Web services messaging

Cape Clear's offerings currently include CapeStudio, a set of tools that allows users to design, develop, integrate and deploy Web services through a single interface, and CapeConnect, a Web services integration platform on which users can host, test and manage Web services.

Last week Cape Clear announced that it has added support for Java Message Services (JMS) and MQ Series to CapeConnect, giving customers a more secure messaging alternative to HTTP.

Said O'Toole, "HTTP is not very reliable; it's a lightweight protocol, designed for human usage. If you want to transfer a billion dollars from one customer's account to another, you'll want the ability to run [data] over something that you trust, like MQ Series."

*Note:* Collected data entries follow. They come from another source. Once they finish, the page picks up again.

//! Cooperative cancellation for long-running operations.
//!
//! A [`Cancel`] / [`Token`] pair connects the party that decides to stop
//! work with the parties performing it. Transactions accept a token at
//! commit; the tar reader observes one for its whole lifetime.

use tokio::sync::watch;

use crate::error::{ErrorKind, FsError};

/// Cancellation side of the pair. Cloning shares the same signal.
#[derive(Clone)]
pub struct Cancel {
    tx: std::sync::Arc<watch::Sender<bool>>,
}

impl Cancel {
    /// Creates a connected pair.
    pub fn new() -> (Cancel, Token) {
        let (tx, rx) = watch::channel(false);
        let tx = std::sync::Arc::new(tx);
        (Cancel { tx: tx.clone() }, Token { _tx: Some(tx), rx })
    }

    /// Fires the signal. All tokens observe it; firing twice is harmless.
    pub fn cancel(&self) {
        self.tx.send_replace(true);
    }
}

/// Observer side of the pair.
#[derive(Clone)]
pub struct Token {
    // Kept alive so a background token never reports a dropped sender.
    _tx: Option<std::sync::Arc<watch::Sender<bool>>>,
    rx: watch::Receiver<bool>,
}

impl Token {
    /// A token that never fires.
    pub fn background() -> Token {
        let (tx, rx) = watch::channel(false);
        Token { _tx: Some(std::sync::Arc::new(tx)), rx }
    }

    /// True once the paired [`Cancel`] has fired.
    pub fn is_cancelled(&self) -> bool {
        *self.rx.borrow()
    }

    /// Resolves when the paired [`Cancel`] fires. If the cancel side is
    /// gone without firing, the future never resolves.
    pub async fn cancelled(&self) {
        let mut rx = self.rx.clone();
        if rx.wait_for(|fired| *fired).await.is_err() {
            std::future::pending::<()>().await;
        }
    }

    /// The error reported by operations abandoned through this token.
    pub fn error(&self) -> FsError {
        FsError::Kind(ErrorKind::Canceled)
    }
}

According to the company, the benefits of using JMS or MQSeries include reliability, scalability, integration and asynchronous messaging. CapeConnect also supports the transmission of Simple Object Access Protocol (SOAP) messages over JMS and MQ Series.

Gilpin noted that prior to the arrival of Web services, implementers of services-oriented architectures were using Message Oriented Middleware (MOM), and specifically, MQ Series. With built-in disk persistence, which guarantees that sent messages will be delivered even on unreliable networks, messaging offers more reliable transport than HTTP.

One of the interesting attributes of messaging that makes it uniquely well suited to implementing a service interface, said Gilpin, is that the interface is completely independent of implementation, which is not the case with COM, Corba and Java.

"Messaging allows you to create an integration fabric that connects everything to everything," Gilpin said.

Risk management

Gilpin warned that with a small vendor such as Cape Clear, there's always the potential that it will be aggregated or acquired by a larger company. Though he said that is not necessarily a bad thing, it is enough of a danger to warrant a good risk management strategy.

One effective strategy for eliminating risk with a small vendor is suitable layering, so that vendor-specific code resides in a distinct application layer, which could be replaced if necessary without reworking an entire architecture.